Dataset entries
▬▬▬
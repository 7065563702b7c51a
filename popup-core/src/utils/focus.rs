use crate::dom::Document;
use crate::time::sleep_ms;

pub const FOCUS_RETRY_COUNT: usize = 5;
pub const FOCUS_RETRY_INTERVAL_MS: u64 = 50;

/// Focus `node` repeatedly for a short while.
///
/// An element that just became visible (e.g. a dialog whose `display` flips
/// with its active class) may not accept focus on the first attempt.
pub async fn force_focus<D: Document>(document: &D, node: &D::Node) {
    for _ in 0..FOCUS_RETRY_COUNT {
        document.focus(node);
        sleep_ms(FOCUS_RETRY_INTERVAL_MS).await;
    }
}

#[cfg(test)]
mod tests {
    use super::*;
    use crate::dom::memory::MemoryDocument;
    use std::time::Duration;

    #[tokio::test(start_paused = true)]
    async fn test_focuses_fixed_number_of_times() {
        let doc = MemoryDocument::new();
        let button = doc.append_element(doc.body_id(), "button");

        let start = tokio::time::Instant::now();
        force_focus(&doc, &button).await;

        assert_eq!(doc.focused(), Some(button));
        assert_eq!(doc.focus_history(), vec![button; FOCUS_RETRY_COUNT]);
        assert!(
            start.elapsed()
                >= Duration::from_millis(FOCUS_RETRY_INTERVAL_MS * FOCUS_RETRY_COUNT as u64)
        );
    }

    #[tokio::test(start_paused = true)]
    async fn test_catches_element_that_becomes_focusable_late() {
        let doc = MemoryDocument::new();
        let button = doc.create_element("button");

        let attach = {
            let doc = doc.clone();
            async move {
                sleep_ms(FOCUS_RETRY_INTERVAL_MS + 10).await;
                doc.append_child(doc.body_id(), button);
            }
        };
        tokio::join!(force_focus(&doc, &button), attach);

        assert_eq!(doc.focused(), Some(button));
        assert!(doc.focus_history().len() < FOCUS_RETRY_COUNT);
    }
}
▬▬▬
### WORK TASK
Please copy out every line shown above, exactly.

### YOUR RESPONSE
repository 7065563702b7c51a
filename popup-core/src/utils/focus.rs
use crate::dom::Document;
use crate::time::sleep_ms;

pub const FOCUS_RETRY_COUNT: usize = 5;
pub const FOCUS_RETRY_INTERVAL_MS: u64 = 50;

/// Focus `node` repeatedly for a short while.
///
/// An element that just became visible (e.g. a dialog whose `display` flips
/// with its active class) may not accept focus on the first attempt.
pub async fn force_focus<D: Document>(document: &D, node: &D::Node) {
    for _ in 0..FOCUS_RETRY_COUNT {
        document.focus(node);
        sleep_ms(FOCUS_RETRY_INTERVAL_MS).await;
    }
}

#[cfg(test)]
mod tests {
    use super::*;
    use crate::dom::memory::MemoryDocument;
    use std::time::Duration;

    #[tokio::test(start_paused = true)]
    async fn test_focuses_fixed_number_of_times() {
        let doc = MemoryDocument::new();
        let button = doc.append_element(doc.body_id(), "button");

        let start = tokio::time::Instant::now();
        force_focus(&doc, &button).await;

        assert_eq!(doc.focused(), Some(button));
        assert_eq!(doc.focus_history(), vec![button; FOCUS_RETRY_COUNT]);
        assert!(
            start.elapsed()
                >= Duration::from_millis(FOCUS_RETRY_INTERVAL_MS * FOCUS_RETRY_COUNT as u64)
        );
    }

    #[tokio::test(start_paused = true)]
    async fn test_catches_element_that_becomes_focusable_late() {
        let doc = MemoryDocument::new();
        let button = doc.create_element("button");

        let attach = {
            let doc = doc.clone();
            async move {
                sleep_ms(FOCUS_RETRY_INTERVAL_MS + 10).await;
                doc.append_child(doc.body_id(), button);
            }
        };
        tokio::join!(force_focus(&doc, &button), attach);

        assert_eq!(doc.focused(), Some(button));
        assert!(doc.focus_history().len() < FOCUS_RETRY_COUNT);
    }
}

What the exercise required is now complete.